| DATA SUPPLIED |
use std::sync::Arc;

use chrono::{DateTime, SecondsFormat, Utc};
use huddle_types::{AiChat, AiChatParticipant, AiMessage, Privacy};
use serde_json::json;

use super::{decode, decode_all, AI_CHATS, AI_CHAT_PARTICIPANTS, AI_MESSAGES};
use crate::error::Result;
use crate::query::{Filter, Query};
use crate::trait_client::RemoteStore;

#[derive(Clone)]
pub struct AiChatRepository {
    store: Arc<dyn RemoteStore>,
}

impl AiChatRepository {
    pub fn new(store: Arc<dyn RemoteStore>) -> Self {
        Self { store }
    }

    /// Chats visible to the caller, most recently active first
    pub async fn list(&self) -> Result<Vec<AiChat>> {
        let rows = self
            .store
            .select(AI_CHATS, Query::new().order_desc("updated_at"))
            .await?;
        decode_all(rows)
    }

    pub async fn get(&self, chat_id: &str) -> Result<Option<AiChat>> {
        let rows = self
            .store
            .select(AI_CHATS, Query::new().eq("id", chat_id).limit(1))
            .await?;
        rows.into_iter().next().map(decode).transpose()
    }

    pub async fn insert(&self, title: &str, created_by: &str, privacy: Privacy) -> Result<AiChat> {
        let row = self
            .store
            .insert(
                AI_CHATS,
                json!({ "title": title, "created_by": created_by, "privacy": privacy }),
            )
            .await?;
        decode(row)
    }

    /// Bump `updated_at`
    pub async fn touch(&self, chat_id: &str, at: DateTime<Utc>) -> Result<Vec<AiChat>> {
        let rows = self
            .store
            .update(
                AI_CHATS,
                &[Filter::eq("id", chat_id)],
                json!({ "updated_at": at.to_rfc3339_opts(SecondsFormat::Micros, true) }),
            )
            .await?;
        decode_all(rows)
    }

    /// Change privacy; only rows created by `creator_id` match
    pub async fn set_privacy(&self, chat_id: &str, creator_id: &str, privacy: Privacy) -> Result<Vec<AiChat>> {
        let rows = self
            .store
            .update(
                AI_CHATS,
                &[Filter::eq("id", chat_id), Filter::eq("created_by", creator_id)],
                json!({ "privacy": privacy }),
            )
            .await?;
        decode_all(rows)
    }

    /// Delete; only rows created by `creator_id` match
    pub async fn delete(&self, chat_id: &str, creator_id: &str) -> Result<usize> {
        let rows = self
            .store
            .delete(
                AI_CHATS,
                &[Filter::eq("id", chat_id), Filter::eq("created_by", creator_id)],
            )
            .await?;
        Ok(rows.len())
    }
}

#[derive(Clone)]
pub struct AiMessageRepository {
    store: Arc<dyn RemoteStore>,
}

impl AiMessageRepository {
    pub fn new(store: Arc<dyn RemoteStore>) -> Self {
        Self { store }
    }

    pub async fn list_for_chat(&self, chat_id: &str) -> Result<Vec<AiMessage>> {
        let rows = self
            .store
            .select(
                AI_MESSAGES,
                Query::new().eq("chat_id", chat_id).order_asc("created_at"),
            )
            .await?;
        decode_all(rows)
    }

    pub async fn insert_human(&self, chat_id: &str, user_id: &str, content: &str) -> Result<AiMessage> {
        let row = self
            .store
            .insert(
                AI_MESSAGES,
                json!({ "chat_id": chat_id, "user_id": user_id, "is_ai": false, "content": content }),
            )
            .await?;
        decode(row)
    }

    pub async fn insert_ai(&self, chat_id: &str, content: &str) -> Result<AiMessage> {
        let row = self
            .store
            .insert(
                AI_MESSAGES,
                json!({ "chat_id": chat_id, "user_id": null, "is_ai": true, "content": content }),
            )
            .await?;
        decode(row)
    }
}

#[derive(Clone)]
pub struct ParticipantRepository {
    store: Arc<dyn RemoteStore>,
}

impl ParticipantRepository {
    pub fn new(store: Arc<dyn RemoteStore>) -> Self {
        Self { store }
    }

    pub async fn list_for_chat(&self, chat_id: &str) -> Result<Vec<AiChatParticipant>> {
        let rows = self
            .store
            .select(AI_CHAT_PARTICIPANTS, Query::new().eq("chat_id", chat_id))
            .await?;
        decode_all(rows)
    }

    pub async fn add(&self, chat_id: &str, user_id: &str, can_edit: bool) -> Result<AiChatParticipant> {
        let row = self
            .store
            .insert(
                AI_CHAT_PARTICIPANTS,
                json!({ "chat_id": chat_id, "user_id": user_id, "can_edit": can_edit }),
            )
            .await?;
        decode(row)
    }

    pub async fn remove(&self, chat_id: &str, user_id: &str) -> Result<usize> {
        let rows = self
            .store
            .delete(
                AI_CHAT_PARTICIPANTS,
                &[Filter::eq("chat_id", chat_id), Filter::eq("user_id", user_id)],
            )
            .await?;
        Ok(rows.len())
    }
}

| ABOUT THIS EXERCISE |
Write the material out once more, keeping each line exact.

| WORKED SOLUTION |
use std::sync::Arc;

use chrono::{DateTime, SecondsFormat, Utc};
use huddle_types::{AiChat, AiChatParticipant, AiMessage, Privacy};
use serde_json::json;

use super::{decode, decode_all, AI_CHATS, AI_CHAT_PARTICIPANTS, AI_MESSAGES};
use crate::error::Result;
use crate::query::{Filter, Query};
use crate::trait_client::RemoteStore;

#[derive(Clone)]
pub struct AiChatRepository {
    store: Arc<dyn RemoteStore>,
}

impl AiChatRepository {
    pub fn new(store: Arc<dyn RemoteStore>) -> Self {
        Self { store }
    }

    /// Chats visible to the caller, most recently active first
    pub async fn list(&self) -> Result<Vec<AiChat>> {
        let rows = self
            .store
            .select(AI_CHATS, Query::new().order_desc("updated_at"))
            .await?;
        decode_all(rows)
    }

    pub async fn get(&self, chat_id: &str) -> Result<Option<AiChat>> {
        let rows = self
            .store
            .select(AI_CHATS, Query::new().eq("id", chat_id).limit(1))
            .await?;
        rows.into_iter().next().map(decode).transpose()
    }

    pub async fn insert(&self, title: &str, created_by: &str, privacy: Privacy) -> Result<AiChat> {
        let row = self
            .store
            .insert(
                AI_CHATS,
                json!({ "title": title, "created_by": created_by, "privacy": privacy }),
            )
            .await?;
        decode(row)
    }

    /// Bump `updated_at`
    pub async fn touch(&self, chat_id: &str, at: DateTime<Utc>) -> Result<Vec<AiChat>> {
        let rows = self
            .store
            .update(
                AI_CHATS,
                &[Filter::eq("id", chat_id)],
                json!({ "updated_at": at.to_rfc3339_opts(SecondsFormat::Micros, true) }),
            )
            .await?;
        decode_all(rows)
    }

    /// Change privacy; only rows created by `creator_id` match
    pub async fn set_privacy(&self, chat_id: &str, creator_id: &str, privacy: Privacy) -> Result<Vec<AiChat>> {
        let rows = self
            .store
            .update(
                AI_CHATS,
                &[Filter::eq("id", chat_id), Filter::eq("created_by", creator_id)],
                json!({ "privacy": privacy }),
            )
            .await?;
        decode_all(rows)
    }

    /// Delete; only rows created by `creator_id` match
    pub async fn delete(&self, chat_id: &str, creator_id: &str) -> Result<usize> {
        let rows = self
            .store
            .delete(
                AI_CHATS,
                &[Filter::eq("id", chat_id), Filter::eq("created_by", creator_id)],
            )
            .await?;
        Ok(rows.len())
    }
}

#[derive(Clone)]
pub struct AiMessageRepository {
    store: Arc<dyn RemoteStore>,
}

impl AiMessageRepository {
    pub fn new(store: Arc<dyn RemoteStore>) -> Self {
        Self { store }
    }

    pub async fn list_for_chat(&self, chat_id: &str) -> Result<Vec<AiMessage>> {
        let rows = self
            .store
            .select(
                AI_MESSAGES,
                Query::new().eq("chat_id", chat_id).order_asc("created_at"),
            )
            .await?;
        decode_all(rows)
    }

    pub async fn insert_human(&self, chat_id: &str, user_id: &str, content: &str) -> Result<AiMessage> {
        let row = self
            .store
            .insert(
                AI_MESSAGES,
                json!({ "chat_id": chat_id, "user_id": user_id, "is_ai": false, "content": content }),
            )
            .await?;
        decode(row)
    }

    pub async fn insert_ai(&self, chat_id: &str, content: &str) -> Result<AiMessage> {
        let row = self
            .store
            .insert(
                AI_MESSAGES,
                json!({ "chat_id": chat_id, "user_id": null, "is_ai": true, "content": content }),
            )
            .await?;
        decode(row)
    }
}

#[derive(Clone)]
pub struct ParticipantRepository {
    store: Arc<dyn RemoteStore>,
}

impl ParticipantRepository {
    pub fn new(store: Arc<dyn RemoteStore>) -> Self {
        Self { store }
    }

    pub async fn list_for_chat(&self, chat_id: &str) -> Result<Vec<AiChatParticipant>> {
        let rows = self
            .store
            .select(AI_CHAT_PARTICIPANTS, Query::new().eq("chat_id", chat_id))
            .await?;
        decode_all(rows)
    }

    pub async fn add(&self, chat_id: &str, user_id: &str, can_edit: bool) -> Result<AiChatParticipant> {
        let row = self
            .store
            .insert(
                AI_CHAT_PARTICIPANTS,
                json!({ "chat_id": chat_id, "user_id": user_id, "can_edit": can_edit }),
            )
            .await?;
        decode(row)
    }

    pub async fn remove(&self, chat_id: &str, user_id: &str) -> Result<usize> {
        let rows = self
            .store
            .delete(
                AI_CHAT_PARTICIPANTS,
                &[Filter::eq("chat_id", chat_id), Filter::eq("user_id", user_id)],
            )
            .await?;
        Ok(rows.len())
    }
}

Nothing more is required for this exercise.